Data for review:

□ □ □ □

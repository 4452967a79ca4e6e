//! 运行时门面：脚本绑定层调用的全部入口，以及原生引擎的事件接收端。
//!
//! # 教案式说明
//! - **意图（Why）**：绑定层只需要一个对象即可完成“注册路由 → 监听 → 运行 → 重启 → 关闭”
//!   的完整流程；原生引擎也只需要一个 [`EventSink`]。
//! - **逻辑（How）**：所有注册类方法都作用于当前应用实例，没有实例时返回 `NoApplication`；
//!   [`EventSink::after_iteration`] 推进当前实例的一次迭代，然后执行挂起的热重启。
//! - **契约（What）**：文件操作以 `(true, value)` / `(false, message)` 形式返回；
//!   其余方法返回 [`Result`]，错误不会以 panic 形式越过绑定层。

use std::fmt;
use std::path::{Path, PathBuf};
use std::sync::Arc;
use std::time::Duration;

use bytes::Bytes;

use crate::app::{Application, IterationReport};
use crate::bridge::{CallbackBridge, ScriptEngine};
use crate::clock::{Clock, SystemClock};
use crate::config::{ConfigError, RuntimeConfig};
use crate::connection::sse::{SseEvent, SseSendStatus};
use crate::error::Result;
use crate::fs_ops::{self, outcome_values};
use crate::native::{EventSink, HttpMethod, NativeEngine, NativeEvent};
use crate::router::{MethodFilter, RouteTarget, SseBehavior, WebSocketBehavior};
use crate::server::{ServerLifecycle, ServerState};
use crate::timer::TimerId;
use crate::value::{CallbackRef, ScriptValue};

/// [`Runtime`] 构建器。
pub struct RuntimeBuilder {
    config: RuntimeConfig,
    clock: Arc<dyn Clock>,
}

impl RuntimeBuilder {
    pub fn new() -> Self {
        Self {
            config: RuntimeConfig::default(),
            clock: Arc::new(SystemClock),
        }
    }

    pub fn config(mut self, config: RuntimeConfig) -> Self {
        self.config = config;
        self
    }

    /// 替换时间来源（测试注入 `ManualClock`）。
    pub fn clock(mut self, clock: impl Clock) -> Self {
        self.clock = Arc::new(clock);
        self
    }

    pub fn build(
        self,
        engine: impl ScriptEngine + 'static,
        native: Arc<dyn NativeEngine>,
    ) -> core::result::Result<Runtime, ConfigError> {
        self.config.validate()?;
        let bridge = Arc::new(CallbackBridge::new(engine));
        let server = ServerLifecycle::new(self.config, bridge.clone(), self.clock, native.clone());
        Ok(Runtime {
            bridge,
            native,
            server,
        })
    }
}

impl Default for RuntimeBuilder {
    fn default() -> Self {
        Self::new()
    }
}

/// 运行时核心。
pub struct Runtime {
    bridge: Arc<CallbackBridge>,
    native: Arc<dyn NativeEngine>,
    server: ServerLifecycle,
}

impl Runtime {
    pub fn builder() -> RuntimeBuilder {
        RuntimeBuilder::new()
    }

    pub fn bridge(&self) -> &CallbackBridge {
        &self.bridge
    }

    pub fn server(&self) -> &ServerLifecycle {
        &self.server
    }

    pub fn state(&self) -> ServerState {
        self.server.state()
    }

    pub fn app(&self) -> Result<Arc<Application>> {
        self.server.app()
    }

    pub fn create_app(&self) -> Result<()> {
        self.server.create_app().map(|_| ())
    }

    pub fn route(&self, method: MethodFilter, pattern: &str, handler: CallbackRef) -> Result<()> {
        self.app()?
            .router()
            .add_route(method, pattern, RouteTarget::Handler(handler));
        Ok(())
    }

    pub fn get(&self, pattern: &str, handler: CallbackRef) -> Result<()> {
        self.route(MethodFilter::Only(HttpMethod::Get), pattern, handler)
    }

    pub fn post(&self, pattern: &str, handler: CallbackRef) -> Result<()> {
        self.route(MethodFilter::Only(HttpMethod::Post), pattern, handler)
    }

    pub fn put(&self, pattern: &str, handler: CallbackRef) -> Result<()> {
        self.route(MethodFilter::Only(HttpMethod::Put), pattern, handler)
    }

    pub fn delete(&self, pattern: &str, handler: CallbackRef) -> Result<()> {
        self.route(MethodFilter::Only(HttpMethod::Delete), pattern, handler)
    }

    pub fn patch(&self, pattern: &str, handler: CallbackRef) -> Result<()> {
        self.route(MethodFilter::Only(HttpMethod::Patch), pattern, handler)
    }

    pub fn head(&self, pattern: &str, handler: CallbackRef) -> Result<()> {
        self.route(MethodFilter::Only(HttpMethod::Head), pattern, handler)
    }

    pub fn options(&self, pattern: &str, handler: CallbackRef) -> Result<()> {
        self.route(MethodFilter::Only(HttpMethod::Options), pattern, handler)
    }

    pub fn any(&self, pattern: &str, handler: CallbackRef) -> Result<()> {
        self.route(MethodFilter::Any, pattern, handler)
    }

    /// 注册中间件；`scope` 为路由模式字符串，`None` 表示全局。
    pub fn use_middleware(&self, middleware: CallbackRef, scope: Option<&str>) -> Result<()> {
        self.app()?.router().add_middleware(middleware, scope);
        Ok(())
    }

    pub fn ws(&self, pattern: &str, behavior: WebSocketBehavior) -> Result<()> {
        self.app()?.router().add_websocket(pattern, behavior);
        Ok(())
    }

    pub fn sse(&self, pattern: &str, behavior: SseBehavior) -> Result<()> {
        self.app()?.router().add_route(
            MethodFilter::Only(HttpMethod::Get),
            pattern,
            RouteTarget::Sse(behavior),
        );
        Ok(())
    }

    pub fn sse_send(&self, id: &str, event: &SseEvent) -> Result<SseSendStatus> {
        self.app()?.connections().sse_send(id, event)
    }

    pub fn sse_close(&self, id: &str) -> Result<()> {
        self.app()?.connections().sse_close(id)
    }

    pub fn set_timeout(
        &self,
        callback: CallbackRef,
        delay: Duration,
        args: Vec<ScriptValue>,
    ) -> Result<TimerId> {
        Ok(self.app()?.timers().set_timeout(callback, delay, args))
    }

    pub fn set_interval(
        &self,
        callback: CallbackRef,
        interval: Duration,
        args: Vec<ScriptValue>,
    ) -> Result<TimerId> {
        Ok(self.app()?.timers().set_interval(callback, interval, args))
    }

    /// 停止定时器；没有当前实例或 id 未知时返回 `false`。
    pub fn clear_timer(&self, id: TimerId) -> bool {
        self.server
            .current()
            .is_some_and(|app| app.timers().clear(id))
    }

    pub fn serve_static(&self, prefix: &str, dir: impl AsRef<Path>) -> Result<()> {
        self.app()?.serve_static(prefix, dir)
    }

    /// 同步读取：`(true, bytes)` 或 `(false, message)`。
    pub fn read_file(&self, path: impl AsRef<Path>) -> Vec<ScriptValue> {
        outcome_values(fs_ops::read_file(path).map(ScriptValue::Bytes))
    }

    /// 同步写入：`(true, written)` 或 `(false, message)`。
    pub fn write_file(&self, path: impl AsRef<Path>, data: &[u8]) -> Vec<ScriptValue> {
        outcome_values(
            fs_ops::write_file(path, data)
                .map(|len| ScriptValue::Integer(i64::try_from(len).unwrap_or(i64::MAX))),
        )
    }

    pub fn read_file_async(&self, path: impl Into<PathBuf>, callback: CallbackRef) -> Result<()> {
        self.app()?.files().read_async(path, callback);
        Ok(())
    }

    pub fn write_file_async(
        &self,
        path: impl Into<PathBuf>,
        data: Bytes,
        callback: CallbackRef,
    ) -> Result<()> {
        self.app()?.files().write_async(path, data, callback);
        Ok(())
    }

    pub fn listen(&self, port: u16, ready: Option<CallbackRef>) -> Result<u16> {
        self.server.listen(port, ready)
    }

    /// 在调用线程上运行原生事件循环，直到 `shutdown`。
    pub fn run(&self) {
        tracing::debug!(target: "spark_script::server", state = %self.state(), "entering native loop");
        self.native.run(self);
    }

    /// 不经过原生循环手动推进一次迭代。
    pub fn tick(&self) -> Option<IterationReport> {
        let report = self.server.current().map(|app| app.on_iteration());
        self.apply_pending_restart();
        report
    }

    pub fn request_restart(&self, reregister: CallbackRef, done: Option<CallbackRef>) -> Result<()> {
        self.server.request_restart(reregister, done)
    }

    pub fn restart_now(&self, reregister: CallbackRef, done: Option<CallbackRef>) -> Result<()> {
        self.server.restart_now(reregister, done)
    }

    pub fn shutdown(&self) -> Result<bool> {
        self.server.shutdown()
    }

    fn apply_pending_restart(&self) {
        if let Some(Err(err)) = self.server.apply_pending_restart() {
            tracing::warn!(target: "spark_script::server", code = err.code(), error = %err, "deferred restart did not complete");
        }
    }
}

impl EventSink for Runtime {
    fn deliver(&self, event: NativeEvent) {
        match self.server.current() {
            Some(app) => app.dispatch(event),
            None => {
                tracing::trace!(target: "spark_script::server", conn = %event.conn(), kind = event.kind(), "event without application dropped");
            }
        }
    }

    fn after_iteration(&self) {
        self.tick();
    }
}

impl fmt::Debug for Runtime {
    fn fmt(&self, f: &mut fmt::Formatter<'_>) -> fmt::Result {
        f.debug_struct("Runtime")
            .field("server", &self.server)
            .field("bridge", &self.bridge)
            .finish()
    }
}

□ □ □ □

Problem:
Taking the line with "self.tick();" as the start and the last line of the data above as the end, write out those two lines and every line between them exactly, and only those.

Output of the task:
        self.tick();
    }
}

impl fmt::Debug for Runtime {
    fn fmt(&self, f: &mut fmt::Formatter<'_>) -> fmt::Result {
        f.debug_struct("Runtime")
            .field("server", &self.server)
            .field("bridge", &self.bridge)
            .finish()
    }
}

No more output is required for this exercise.